--- Given records Enclosed Below ---

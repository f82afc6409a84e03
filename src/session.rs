//! The logged-in user for the life of the process.

use crate::users::ADMIN;

#[derive(Debug, Default)]
pub struct Session {
    user: Option<String>,
}

impl Session {
    pub fn new() -> Self {
        Self::default()
    }

    /// Records a successful login. There is no logout.
    pub fn begin(&mut self, username: &str) {
        self.user = Some(username.to_string());
    }

    pub fn user(&self) -> Option<&str> {
        self.user.as_deref()
    }

    pub fn is_admin(&self) -> bool {
        self.user() == Some(ADMIN)
    }
}
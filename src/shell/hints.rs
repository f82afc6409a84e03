//! Inline hints on the menu line.

use rustyline::Context;
use rustyline::hint::Hinter;
use std::sync::Arc;

use crate::shell::command::CommandRegistry;

/// Suggests the rest of a command code, or describes a complete one.
pub struct MenuHinter {
    registry: Arc<CommandRegistry>,
}

impl MenuHinter {
    pub fn new(registry: Arc<CommandRegistry>) -> Self {
        Self { registry }
    }

    fn get_hint(&self, line: &str) -> Option<String> {
        if line.ends_with(' ') {
            return None;
        }
        let mut parts = line.split_whitespace();
        let typed = parts.next()?;
        if parts.next().is_some() {
            return None;
        }

        if let Some(cmd) = self.registry.get(typed) {
            return Some(format!("  {}", cmd.description()));
        }

        let lowered = typed.to_lowercase();
        match self.registry.completions(&lowered).as_slice() {
            [only] => only.strip_prefix(lowered.as_str()).map(str::to_string),
            _ => None,
        }
    }
}

impl Hinter for MenuHinter {
    type Hint = String;

    fn hint(&self, line: &str, pos: usize, _ctx: &Context<'_>) -> Option<Self::Hint> {
        if pos < line.len() {
            return None;
        }
        self.get_hint(line)
    }
}
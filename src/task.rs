//! Task records and their `;`-delimited line format.

use chrono::NaiveDate;
use std::fmt;

use crate::error::{Error, ParseError, Result};

/// Date format used on disk and at every prompt.
pub const DATE_FORMAT: &str = "%Y-%m-%d";

const FIELD_COUNT: usize = 6;

/// Parses a `YYYY-MM-DD` date typed by the user.
pub fn parse_date(input: &str) -> Result<NaiveDate> {
    NaiveDate::parse_from_str(input.trim(), DATE_FORMAT)
        .map_err(|_| Error::InvalidDate(input.trim().to_string()))
}

/// Rejects text that would break the line format.
pub fn check_text(field: &'static str, value: &str, allow_empty: bool) -> Result<()> {
    if !allow_empty && value.is_empty() {
        return Err(Error::EmptyField { field });
    }
    if value.contains([';', '\n', '\r']) {
        return Err(Error::InvalidField { field });
    }
    Ok(())
}

/// A task assigned to a user.
#[derive(Debug, Clone, PartialEq, Eq)]
pub struct Task {
    pub username: String,
    pub title: String,
    pub description: String,
    pub due_date: NaiveDate,
    pub assigned_date: NaiveDate,
    pub completed: bool,
}

impl Task {
    /// Builds a new, uncompleted task, validating the free-text fields.
    pub fn new(
        username: &str,
        title: &str,
        description: &str,
        due_date: NaiveDate,
        assigned_date: NaiveDate,
    ) -> Result<Self> {
        check_text("Username", username, false)?;
        check_text("Title", title, true)?;
        check_text("Description", description, true)?;

        Ok(Self {
            username: username.to_string(),
            title: title.to_string(),
            description: description.to_string(),
            due_date,
            assigned_date,
            completed: false,
        })
    }

    /// Decodes a `username;title;description;due;assigned;Yes|No` line.
    pub fn parse_line(line: &str) -> std::result::Result<Self, ParseError> {
        let fields: Vec<&str> = line.split(';').collect();
        if fields.len() != FIELD_COUNT {
            return Err(ParseError::FieldCount {
                expected: FIELD_COUNT,
                found: fields.len(),
            });
        }
        if fields[0].is_empty() {
            return Err(ParseError::EmptyField { field: "username" });
        }

        let date = |s: &str| {
            NaiveDate::parse_from_str(s, DATE_FORMAT)
                .map_err(|_| ParseError::InvalidDate(s.to_string()))
        };
        let completed = match fields[5] {
            "Yes" => true,
            "No" => false,
            other => return Err(ParseError::InvalidFlag(other.to_string())),
        };

        Ok(Self {
            username: fields[0].to_string(),
            title: fields[1].to_string(),
            description: fields[2].to_string(),
            due_date: date(fields[3])?,
            assigned_date: date(fields[4])?,
            completed,
        })
    }

    pub fn to_line(&self) -> String {
        format!(
            "{};{};{};{};{};{}",
            self.username,
            self.title,
            self.description,
            self.due_date.format(DATE_FORMAT),
            self.assigned_date.format(DATE_FORMAT),
            self.completed_label()
        )
    }

    pub fn completed_label(&self) -> &'static str {
        if self.completed { "Yes" } else { "No" }
    }

    /// Uncompleted and due strictly before `today`.
    pub fn is_overdue(&self, today: NaiveDate) -> bool {
        !self.completed && self.due_date < today
    }
}

/// Full listing of a task, as shown by "view all".
pub struct TaskCard<'a> {
    pub number: usize,
    pub task: &'a Task,
}

impl fmt::Display for TaskCard<'_> {
    fn fmt(&self, f: &mut fmt::Formatter<'_>) -> fmt::Result {
        let task = self.task;
        writeln!(f, "Task {}: {}", self.number, task.title)?;
        writeln!(f)?;
        writeln!(f, "Assigned to: {}", task.username)?;
        writeln!(f, "Date Assigned: {}", task.assigned_date.format(DATE_FORMAT))?;
        writeln!(f, "Due Date: {}", task.due_date.format(DATE_FORMAT))?;
        writeln!(f, "Task Description: {}", task.description)?;
        writeln!(f, "Completed: {}", task.completed_label())?;
        write!(f, "{}", "-".repeat(50))
    }
}

/// Short listing used by "view mine".
pub struct OwnTaskCard<'a> {
    pub number: usize,
    pub task: &'a Task,
}

impl fmt::Display for OwnTaskCard<'_> {
    fn fmt(&self, f: &mut fmt::Formatter<'_>) -> fmt::Result {
        let task = self.task;
        writeln!(f, "{}. Task: {}", self.number, task.title)?;
        writeln!(f, "Due Date: {}", task.due_date.format(DATE_FORMAT))?;
        writeln!(f, "Task Description: {}", task.description)?;
        write!(f, "Completed: {}", task.completed_label())
    }
}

--- End of Enclosed Given records ---

Task item =>
Each line shown above needs to be transcribed exactly.

Response area =>
repository f82afc6409a84e03
filename src/session.rs
//! The logged-in user for the life of the process.

use crate::users::ADMIN;

#[derive(Debug, Default)]
pub struct Session {
    user: Option<String>,
}

impl Session {
    pub fn new() -> Self {
        Self::default()
    }

    /// Records a successful login. There is no logout.
    pub fn begin(&mut self, username: &str) {
        self.user = Some(username.to_string());
    }

    pub fn user(&self) -> Option<&str> {
        self.user.as_deref()
    }

    pub fn is_admin(&self) -> bool {
        self.user() == Some(ADMIN)
    }
}
filename src/shell/hints.rs
repository f82afc6409a84e03
//! Inline hints on the menu line.

use rustyline::Context;
use rustyline::hint::Hinter;
use std::sync::Arc;

use crate::shell::command::CommandRegistry;

/// Suggests the rest of a command code, or describes a complete one.
pub struct MenuHinter {
    registry: Arc<CommandRegistry>,
}

impl MenuHinter {
    pub fn new(registry: Arc<CommandRegistry>) -> Self {
        Self { registry }
    }

    fn get_hint(&self, line: &str) -> Option<String> {
        if line.ends_with(' ') {
            return None;
        }
        let mut parts = line.split_whitespace();
        let typed = parts.next()?;
        if parts.next().is_some() {
            return None;
        }

        if let Some(cmd) = self.registry.get(typed) {
            return Some(format!("  {}", cmd.description()));
        }

        let lowered = typed.to_lowercase();
        match self.registry.completions(&lowered).as_slice() {
            [only] => only.strip_prefix(lowered.as_str()).map(str::to_string),
            _ => None,
        }
    }
}

impl Hinter for MenuHinter {
    type Hint = String;

    fn hint(&self, line: &str, pos: usize, _ctx: &Context<'_>) -> Option<Self::Hint> {
        if pos < line.len() {
            return None;
        }
        self.get_hint(line)
    }
}
filename src/task.rs
//! Task records and their `;`-delimited line format.

use chrono::NaiveDate;
use std::fmt;

use crate::error::{Error, ParseError, Result};

/// Date format used on disk and at every prompt.
pub const DATE_FORMAT: &str = "%Y-%m-%d";

const FIELD_COUNT: usize = 6;

/// Parses a `YYYY-MM-DD` date typed by the user.
pub fn parse_date(input: &str) -> Result<NaiveDate> {
    NaiveDate::parse_from_str(input.trim(), DATE_FORMAT)
        .map_err(|_| Error::InvalidDate(input.trim().to_string()))
}

/// Rejects text that would break the line format.
pub fn check_text(field: &'static str, value: &str, allow_empty: bool) -> Result<()> {
    if !allow_empty && value.is_empty() {
        return Err(Error::EmptyField { field });
    }
    if value.contains([';', '\n', '\r']) {
        return Err(Error::InvalidField { field });
    }
    Ok(())
}

/// A task assigned to a user.
#[derive(Debug, Clone, PartialEq, Eq)]
pub struct Task {
    pub username: String,
    pub title: String,
    pub description: String,
    pub due_date: NaiveDate,
    pub assigned_date: NaiveDate,
    pub completed: bool,
}

impl Task {
    /// Builds a new, uncompleted task, validating the free-text fields.
    pub fn new(
        username: &str,
        title: &str,
        description: &str,
        due_date: NaiveDate,
        assigned_date: NaiveDate,
    ) -> Result<Self> {
        check_text("Username", username, false)?;
        check_text("Title", title, true)?;
        check_text("Description", description, true)?;

        Ok(Self {
            username: username.to_string(),
            title: title.to_string(),
            description: description.to_string(),
            due_date,
            assigned_date,
            completed: false,
        })
    }

    /// Decodes a `username;title;description;due;assigned;Yes|No` line.
    pub fn parse_line(line: &str) -> std::result::Result<Self, ParseError> {
        let fields: Vec<&str> = line.split(';').collect();
        if fields.len() != FIELD_COUNT {
            return Err(ParseError::FieldCount {
                expected: FIELD_COUNT,
                found: fields.len(),
            });
        }
        if fields[0].is_empty() {
            return Err(ParseError::EmptyField { field: "username" });
        }

        let date = |s: &str| {
            NaiveDate::parse_from_str(s, DATE_FORMAT)
                .map_err(|_| ParseError::InvalidDate(s.to_string()))
        };
        let completed = match fields[5] {
            "Yes" => true,
            "No" => false,
            other => return Err(ParseError::InvalidFlag(other.to_string())),
        };

        Ok(Self {
            username: fields[0].to_string(),
            title: fields[1].to_string(),
            description: fields[2].to_string(),
            due_date: date(fields[3])?,
            assigned_date: date(fields[4])?,
            completed,
        })
    }

    pub fn to_line(&self) -> String {
        format!(
            "{};{};{};{};{};{}",
            self.username,
            self.title,
            self.description,
            self.due_date.format(DATE_FORMAT),
            self.assigned_date.format(DATE_FORMAT),
            self.completed_label()
        )
    }

    pub fn completed_label(&self) -> &'static str {
        if self.completed { "Yes" } else { "No" }
    }

    /// Uncompleted and due strictly before `today`.
    pub fn is_overdue(&self, today: NaiveDate) -> bool {
        !self.completed && self.due_date < today
    }
}

/// Full listing of a task, as shown by "view all".
pub struct TaskCard<'a> {
    pub number: usize,
    pub task: &'a Task,
}

impl fmt::Display for TaskCard<'_> {
    fn fmt(&self, f: &mut fmt::Formatter<'_>) -> fmt::Result {
        let task = self.task;
        writeln!(f, "Task {}: {}", self.number, task.title)?;
        writeln!(f)?;
        writeln!(f, "Assigned to: {}", task.username)?;
        writeln!(f, "Date Assigned: {}", task.assigned_date.format(DATE_FORMAT))?;
        writeln!(f, "Due Date: {}", task.due_date.format(DATE_FORMAT))?;
        writeln!(f, "Task Description: {}", task.description)?;
        writeln!(f, "Completed: {}", task.completed_label())?;
        write!(f, "{}", "-".repeat(50))
    }
}

/// Short listing used by "view mine".
pub struct OwnTaskCard<'a> {
    pub number: usize,
    pub task: &'a Task,
}

impl fmt::Display for OwnTaskCard<'_> {
    fn fmt(&self, f: &mut fmt::Formatter<'_>) -> fmt::Result {
        let task = self.task;
        writeln!(f, "{}. Task: {}", self.number, task.title)?;
        writeln!(f, "Due Date: {}", task.due_date.format(DATE_FORMAT))?;
        writeln!(f, "Task Description: {}", task.description)?;
        write!(f, "Completed: {}", task.completed_label())
    }
}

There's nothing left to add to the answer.